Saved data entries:
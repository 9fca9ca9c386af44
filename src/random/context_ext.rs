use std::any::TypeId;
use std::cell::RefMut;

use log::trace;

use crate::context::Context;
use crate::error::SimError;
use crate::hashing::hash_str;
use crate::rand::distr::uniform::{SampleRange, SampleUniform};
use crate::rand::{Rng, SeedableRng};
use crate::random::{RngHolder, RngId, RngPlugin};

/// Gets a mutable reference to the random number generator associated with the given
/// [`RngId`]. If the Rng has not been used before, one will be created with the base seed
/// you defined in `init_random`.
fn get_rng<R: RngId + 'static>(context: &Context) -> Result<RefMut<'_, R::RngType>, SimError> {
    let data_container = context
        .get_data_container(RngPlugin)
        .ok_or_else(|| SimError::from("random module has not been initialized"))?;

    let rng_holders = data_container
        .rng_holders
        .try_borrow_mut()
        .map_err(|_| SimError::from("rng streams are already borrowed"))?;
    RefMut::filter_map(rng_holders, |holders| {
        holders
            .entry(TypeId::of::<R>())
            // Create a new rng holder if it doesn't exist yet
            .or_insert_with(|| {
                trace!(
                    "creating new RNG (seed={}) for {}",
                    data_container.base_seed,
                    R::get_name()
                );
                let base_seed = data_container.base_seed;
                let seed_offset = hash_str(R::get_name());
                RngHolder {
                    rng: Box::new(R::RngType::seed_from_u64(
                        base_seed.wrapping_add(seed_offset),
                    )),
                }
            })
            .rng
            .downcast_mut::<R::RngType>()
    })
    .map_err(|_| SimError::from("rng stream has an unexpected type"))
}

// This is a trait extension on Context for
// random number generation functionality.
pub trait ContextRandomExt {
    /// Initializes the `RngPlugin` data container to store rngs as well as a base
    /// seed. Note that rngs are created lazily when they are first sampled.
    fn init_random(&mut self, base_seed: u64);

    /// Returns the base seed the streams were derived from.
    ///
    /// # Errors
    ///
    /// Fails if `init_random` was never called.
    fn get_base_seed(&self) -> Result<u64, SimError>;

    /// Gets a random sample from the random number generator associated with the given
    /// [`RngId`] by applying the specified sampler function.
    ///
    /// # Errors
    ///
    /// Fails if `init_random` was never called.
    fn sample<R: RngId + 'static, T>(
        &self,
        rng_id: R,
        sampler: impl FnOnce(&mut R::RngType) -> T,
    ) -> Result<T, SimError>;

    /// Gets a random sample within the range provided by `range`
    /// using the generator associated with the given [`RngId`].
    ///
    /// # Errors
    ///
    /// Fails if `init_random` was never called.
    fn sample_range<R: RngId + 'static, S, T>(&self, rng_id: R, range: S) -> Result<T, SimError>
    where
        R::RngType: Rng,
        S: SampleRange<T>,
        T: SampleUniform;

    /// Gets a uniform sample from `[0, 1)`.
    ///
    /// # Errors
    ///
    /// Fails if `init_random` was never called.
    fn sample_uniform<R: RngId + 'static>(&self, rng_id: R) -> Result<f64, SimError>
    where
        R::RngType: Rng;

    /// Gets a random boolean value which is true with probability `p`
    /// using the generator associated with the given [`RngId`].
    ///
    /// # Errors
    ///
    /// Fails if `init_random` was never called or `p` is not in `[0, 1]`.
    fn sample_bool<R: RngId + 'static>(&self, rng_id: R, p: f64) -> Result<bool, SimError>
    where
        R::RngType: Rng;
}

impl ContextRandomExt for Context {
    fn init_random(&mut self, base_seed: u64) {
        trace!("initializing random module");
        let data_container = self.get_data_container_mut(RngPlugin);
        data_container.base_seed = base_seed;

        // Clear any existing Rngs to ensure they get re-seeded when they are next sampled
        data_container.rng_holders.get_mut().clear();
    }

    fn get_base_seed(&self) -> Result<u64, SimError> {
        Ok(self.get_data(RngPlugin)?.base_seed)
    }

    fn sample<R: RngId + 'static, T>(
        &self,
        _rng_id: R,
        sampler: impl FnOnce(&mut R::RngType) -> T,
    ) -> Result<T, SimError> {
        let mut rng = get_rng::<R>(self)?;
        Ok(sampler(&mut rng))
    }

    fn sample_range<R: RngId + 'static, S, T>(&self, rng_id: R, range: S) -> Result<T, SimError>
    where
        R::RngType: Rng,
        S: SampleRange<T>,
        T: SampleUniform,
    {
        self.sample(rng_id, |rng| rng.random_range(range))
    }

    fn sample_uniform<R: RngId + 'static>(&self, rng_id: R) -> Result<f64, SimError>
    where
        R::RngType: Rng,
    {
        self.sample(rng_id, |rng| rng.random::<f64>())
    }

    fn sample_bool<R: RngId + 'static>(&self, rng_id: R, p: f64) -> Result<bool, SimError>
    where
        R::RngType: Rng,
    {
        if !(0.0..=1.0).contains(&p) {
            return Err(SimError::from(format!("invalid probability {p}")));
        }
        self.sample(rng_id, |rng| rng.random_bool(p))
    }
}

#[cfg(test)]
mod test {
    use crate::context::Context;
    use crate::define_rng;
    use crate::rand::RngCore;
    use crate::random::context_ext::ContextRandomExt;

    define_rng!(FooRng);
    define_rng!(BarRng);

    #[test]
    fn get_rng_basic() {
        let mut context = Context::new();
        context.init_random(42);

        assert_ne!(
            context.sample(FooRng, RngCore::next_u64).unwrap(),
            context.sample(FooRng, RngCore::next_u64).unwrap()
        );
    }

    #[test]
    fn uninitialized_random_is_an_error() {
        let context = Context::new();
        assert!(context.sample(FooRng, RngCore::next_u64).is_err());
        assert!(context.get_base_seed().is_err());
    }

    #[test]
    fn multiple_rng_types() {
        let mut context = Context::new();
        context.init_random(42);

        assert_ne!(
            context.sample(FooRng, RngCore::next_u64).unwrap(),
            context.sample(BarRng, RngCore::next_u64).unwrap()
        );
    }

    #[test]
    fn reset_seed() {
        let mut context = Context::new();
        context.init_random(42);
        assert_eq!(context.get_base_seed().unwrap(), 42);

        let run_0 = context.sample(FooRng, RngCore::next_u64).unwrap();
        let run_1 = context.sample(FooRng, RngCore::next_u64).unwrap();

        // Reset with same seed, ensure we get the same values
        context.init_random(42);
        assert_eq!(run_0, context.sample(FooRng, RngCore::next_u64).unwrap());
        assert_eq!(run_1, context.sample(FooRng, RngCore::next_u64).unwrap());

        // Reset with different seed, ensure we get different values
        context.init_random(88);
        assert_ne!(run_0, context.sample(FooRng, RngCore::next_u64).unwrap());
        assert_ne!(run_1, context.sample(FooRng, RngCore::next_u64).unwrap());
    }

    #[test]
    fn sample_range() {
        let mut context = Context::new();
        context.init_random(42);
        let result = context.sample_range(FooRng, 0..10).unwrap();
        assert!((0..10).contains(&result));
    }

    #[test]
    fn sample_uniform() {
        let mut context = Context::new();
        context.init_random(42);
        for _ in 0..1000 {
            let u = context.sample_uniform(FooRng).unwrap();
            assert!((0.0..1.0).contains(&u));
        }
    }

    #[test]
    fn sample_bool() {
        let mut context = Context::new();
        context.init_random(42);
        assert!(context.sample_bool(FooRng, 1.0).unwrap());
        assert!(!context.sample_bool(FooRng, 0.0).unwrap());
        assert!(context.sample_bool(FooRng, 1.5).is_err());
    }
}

Required work: Take the lines above from the one containing "fn get_base_seed(&self) -> Result<u64, SimError>;" down to the one containing "-> Result<T, SimError>;", and transcribe them exactly, both ends included.

Task response:
    fn get_base_seed(&self) -> Result<u64, SimError>;

    /// Gets a random sample from the random number generator associated with the given
    /// [`RngId`] by applying the specified sampler function.
    ///
    /// # Errors
    ///
    /// Fails if `init_random` was never called.
    fn sample<R: RngId + 'static, T>(
        &self,
        rng_id: R,
        sampler: impl FnOnce(&mut R::RngType) -> T,
    ) -> Result<T, SimError>;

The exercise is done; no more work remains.